Repeat each record word for word. Leave nothing out.

* _Stored data_
####

use core::{num::NonZeroU64, ops::Div as _};

use anyhow::{ensure, Result};
use itertools::Itertools as _;
use tap::{Pipe as _, TryConv as _};
use typenum::Unsigned as _;
use types::{
    config::Config,
    phase0::{
        beacon_state::BeaconState,
        consts::{TargetAggregatorsPerCommittee, FAR_FUTURE_EPOCH},
        containers::{AttestationData, IndexedAttestation, Validator},
        primitives::{Epoch, SignatureBytes},
    },
    preset::Preset,
};

use crate::{error::Error, signing, verifier::Verifier};

// > Check if ``validator`` is active.
#[inline]
#[must_use]
pub const fn is_active_validator(validator: &Validator, epoch: Epoch) -> bool {
    validator.activation_epoch <= epoch && epoch < validator.exit_epoch
}

// > Check if ``validator`` is eligible to be placed into the activation queue.
#[must_use]
pub const fn is_eligible_for_activation_queue<P: Preset>(validator: &Validator) -> bool {
    validator.activation_eligibility_epoch == FAR_FUTURE_EPOCH
        && validator.effective_balance == P::MAX_EFFECTIVE_BALANCE
}

// > Check if ``validator`` is eligible for activation.
#[must_use]
pub const fn is_eligible_for_activation<P: Preset>(
    state: &BeaconState<P>,
    validator: &Validator,
) -> bool {
    // > Placement in queue is finalized
    validator.activation_eligibility_epoch <= state.finalized_checkpoint.epoch
        // > Has not yet been activated
        && validator.activation_epoch == FAR_FUTURE_EPOCH
}

// > Check if ``validator`` is slashable.
#[inline]
#[must_use]
pub const fn is_slashable_validator(validator: &Validator, epoch: Epoch) -> bool {
    !validator.slashed
        && validator.activation_epoch <= epoch
        && epoch < validator.withdrawable_epoch
}

// > Check if ``data_1`` and ``data_2`` are slashable according to Casper FFG rules.
#[inline]
#[must_use]
pub fn is_slashable_attestation_data(data_1: AttestationData, data_2: AttestationData) -> bool {
    // > Double vote
    (data_1 != data_2 && data_1.target.epoch == data_2.target.epoch)
        // > Surround vote
        || (data_1.source.epoch < data_2.source.epoch && data_2.target.epoch < data_1.target.epoch)
}

/// Checks the structure of `indexed_attestation` and passes its signature to `verifier`.
///
/// With `MultiVerifier` the signature is only checked when `finish` is called.
pub fn validate_indexed_attestation<P: Preset>(
    config: &Config,
    state: &BeaconState<P>,
    indexed_attestation: &IndexedAttestation,
    mut verifier: impl Verifier,
) -> Result<()> {
    let indices = &indexed_attestation.attesting_indices;

    ensure!(!indices.is_empty(), Error::AttestationHasNoAttestingIndices);

    // > Verify indices are sorted and unique
    ensure!(
        indices.iter().tuple_windows().all(|(a, b)| a < b),
        Error::AttestingIndicesNotSortedAndUnique,
    );

    // > Verify aggregate signature
    verifier.verify(signing::indexed_attestation_signature_set(
        config,
        state,
        indexed_attestation,
    )?)
}

/// <https://github.com/ethereum/consensus-specs/blob/5e83e60a594c1d855d1396b8e25fbf43af913577/specs/phase0/validator.md#aggregation-selection>
#[must_use]
pub fn is_aggregator(committee_length: usize, selection_proof: SignatureBytes) -> bool {
    let digest = hashing::hash_768(selection_proof);

    let mut prefix = [0; size_of::<u64>()];
    prefix.copy_from_slice(&digest[..size_of::<u64>()]);
    let dividend = u64::from_le_bytes(prefix);

    let modulo = committee_length
        .try_conv::<u64>()
        .unwrap_or(u64::MAX)
        .div(TargetAggregatorsPerCommittee::U64)
        .pipe(NonZeroU64::new)
        .unwrap_or(NonZeroU64::MIN);

    dividend % modulo == 0
}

####

* _SOLUTION FOR THIS TASK_
use core::{num::NonZeroU64, ops::Div as _};

use anyhow::{ensure, Result};
use itertools::Itertools as _;
use tap::{Pipe as _, TryConv as _};
use typenum::Unsigned as _;
use types::{
    config::Config,
    phase0::{
        beacon_state::BeaconState,
        consts::{TargetAggregatorsPerCommittee, FAR_FUTURE_EPOCH},
        containers::{AttestationData, IndexedAttestation, Validator},
        primitives::{Epoch, SignatureBytes},
    },
    preset::Preset,
};

use crate::{error::Error, signing, verifier::Verifier};

// > Check if ``validator`` is active.
#[inline]
#[must_use]
pub const fn is_active_validator(validator: &Validator, epoch: Epoch) -> bool {
    validator.activation_epoch <= epoch && epoch < validator.exit_epoch
}

// > Check if ``validator`` is eligible to be placed into the activation queue.
#[must_use]
pub const fn is_eligible_for_activation_queue<P: Preset>(validator: &Validator) -> bool {
    validator.activation_eligibility_epoch == FAR_FUTURE_EPOCH
        && validator.effective_balance == P::MAX_EFFECTIVE_BALANCE
}

// > Check if ``validator`` is eligible for activation.
#[must_use]
pub const fn is_eligible_for_activation<P: Preset>(
    state: &BeaconState<P>,
    validator: &Validator,
) -> bool {
    // > Placement in queue is finalized
    validator.activation_eligibility_epoch <= state.finalized_checkpoint.epoch
        // > Has not yet been activated
        && validator.activation_epoch == FAR_FUTURE_EPOCH
}

// > Check if ``validator`` is slashable.
#[inline]
#[must_use]
pub const fn is_slashable_validator(validator: &Validator, epoch: Epoch) -> bool {
    !validator.slashed
        && validator.activation_epoch <= epoch
        && epoch < validator.withdrawable_epoch
}

// > Check if ``data_1`` and ``data_2`` are slashable according to Casper FFG rules.
#[inline]
#[must_use]
pub fn is_slashable_attestation_data(data_1: AttestationData, data_2: AttestationData) -> bool {
    // > Double vote
    (data_1 != data_2 && data_1.target.epoch == data_2.target.epoch)
        // > Surround vote
        || (data_1.source.epoch < data_2.source.epoch && data_2.target.epoch < data_1.target.epoch)
}

/// Checks the structure of `indexed_attestation` and passes its signature to `verifier`.
///
/// With `MultiVerifier` the signature is only checked when `finish` is called.
pub fn validate_indexed_attestation<P: Preset>(
    config: &Config,
    state: &BeaconState<P>,
    indexed_attestation: &IndexedAttestation,
    mut verifier: impl Verifier,
) -> Result<()> {
    let indices = &indexed_attestation.attesting_indices;

    ensure!(!indices.is_empty(), Error::AttestationHasNoAttestingIndices);

    // > Verify indices are sorted and unique
    ensure!(
        indices.iter().tuple_windows().all(|(a, b)| a < b),
        Error::AttestingIndicesNotSortedAndUnique,
    );

    // > Verify aggregate signature
    verifier.verify(signing::indexed_attestation_signature_set(
        config,
        state,
        indexed_attestation,
    )?)
}

/// <https://github.com/ethereum/consensus-specs/blob/5e83e60a594c1d855d1396b8e25fbf43af913577/specs/phase0/validator.md#aggregation-selection>
#[must_use]
pub fn is_aggregator(committee_length: usize, selection_proof: SignatureBytes) -> bool {
    let digest = hashing::hash_768(selection_proof);

    let mut prefix = [0; size_of::<u64>()];
    prefix.copy_from_slice(&digest[..size_of::<u64>()]);
    let dividend = u64::from_le_bytes(prefix);

    let modulo = committee_length
        .try_conv::<u64>()
        .unwrap_or(u64::MAX)
        .div(TargetAggregatorsPerCommittee::U64)
        .pipe(NonZeroU64::new)
        .unwrap_or(NonZeroU64::MIN);

    dividend % modulo == 0
}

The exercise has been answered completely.